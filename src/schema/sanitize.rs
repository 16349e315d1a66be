// ABOUTME: Turns a described table into a creation request
// ABOUTME: Strips server-assigned fields, telemetry and status reports; idempotent

use super::models::{
    SecondaryIndex, SseSpecification, TableDescriptor, Throughput, SSE_ENABLED, SSE_ENABLING,
};

/// Strip everything from `table` that only makes sense for an existing table.
///
/// The result can be handed to `create_table` as-is. Running it again on its
/// own output changes nothing.
pub fn sanitize(mut table: TableDescriptor) -> TableDescriptor {
    table.table_status = None;
    table.creation_date_time = None;
    table.table_size_bytes = None;
    table.item_count = None;
    table.table_arn = None;
    table.table_id = None;
    table.latest_stream_label = None;
    table.latest_stream_arn = None;

    table.provisioned_throughput = table.provisioned_throughput.and_then(strip_throughput);

    for index in &mut table.local_secondary_indexes {
        strip_index(index);
        index.provisioned_throughput = None;
    }
    for index in &mut table.global_secondary_indexes {
        strip_index(index);
        index.provisioned_throughput = index
            .provisioned_throughput
            .take()
            .and_then(strip_throughput);
    }

    // Key ARNs are bound to the source's region and account, so only the
    // on/off state is requested.
    if let Some(description) = table.sse_description.take() {
        table.sse_specification = Some(SseSpecification {
            enabled: matches!(
                description.status.as_deref(),
                Some(SSE_ENABLED) | Some(SSE_ENABLING)
            ),
            ..Default::default()
        });
    }

    if let Some(summary) = table.billing_mode_summary.take() {
        table.billing_mode = summary.billing_mode;
    }

    table
}

/// Zero capacity means on-demand: the block must be omitted entirely.
fn strip_throughput(throughput: Throughput) -> Option<Throughput> {
    if throughput.is_on_demand() {
        return None;
    }
    Some(Throughput {
        last_increase_date_time: None,
        last_decrease_date_time: None,
        number_of_decreases_today: None,
        ..throughput
    })
}

fn strip_index(index: &mut SecondaryIndex) {
    index.index_status = None;
    index.backfilling = None;
    index.index_size_bytes = None;
    index.item_count = None;
    index.index_arn = None;
}
// ABOUTME: Progress reporting handed into the copy core by the caller
// ABOUTME: The CLI renders events on one rewritable terminal line with indicatif

use std::time::Duration;

use indicatif::{ProgressBar, ProgressStyle};

#[derive(Debug, Clone, PartialEq, Eq)]
pub enum ProgressEvent {
    /// The destination table was polled and is not yet usable (or just became so).
    WaitingForTable { table: String, polls: u32 },
    TableActive { table: String },
    /// Cumulative count after a batch (or retried sub-batch) resolved.
    Copied { copied: u64 },
    Finished { copied: u64 },
    /// Schema-only run ended without copying data.
    SchemaReady { table: String },
}

pub trait ProgressReporter: Send + Sync {
    fn report(&self, event: &ProgressEvent);
}

/// Discards every event.
#[derive(Debug, Clone, Copy, Default)]
pub struct NoProgress;

impl ProgressReporter for NoProgress {
    fn report(&self, _event: &ProgressEvent) {}
}

pub struct SpinnerReporter {
    bar: ProgressBar,
}

impl SpinnerReporter {
    pub fn new() -> Self {
        let bar = ProgressBar::new_spinner();
        bar.set_style(
            ProgressStyle::with_template("{spinner:.green} {msg}")
                .unwrap_or_else(|_| ProgressStyle::default_spinner()),
        );
        bar.enable_steady_tick(Duration::from_millis(120));
        Self { bar }
    }

    #[cfg(test)]
    fn hidden() -> Self {
        Self {
            bar: ProgressBar::hidden(),
        }
    }
}

impl Default for SpinnerReporter {
    fn default() -> Self {
        Self::new()
    }
}

impl ProgressReporter for SpinnerReporter {
    fn report(&self, event: &ProgressEvent) {
        match event {
            ProgressEvent::WaitingForTable { table, polls } => {
                let dots = ".".repeat(*polls as usize);
                self.bar
                    .set_message(format!("Creating destination table ({}) {}", table, dots));
            }
            ProgressEvent::TableActive { table } => {
                self.bar.println(format!("Destination table ({}) is active", table));
            }
            ProgressEvent::Copied { copied } => {
                self.bar.set_message(format!("Copied {} items", copied));
            }
            ProgressEvent::Finished { copied } => {
                self.bar.finish_with_message(format!("Copied {} items", copied));
            }
            ProgressEvent::SchemaReady { table } => {
                self.bar
                    .finish_with_message(format!("Destination table ({}) is ready", table));
            }
        }
    }
}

**DIRECTIONS**
Please determine how many lines in the entries contain the word "Clone" and reply with that figure alone.

**SOLUTION FOR THIS TASK**
2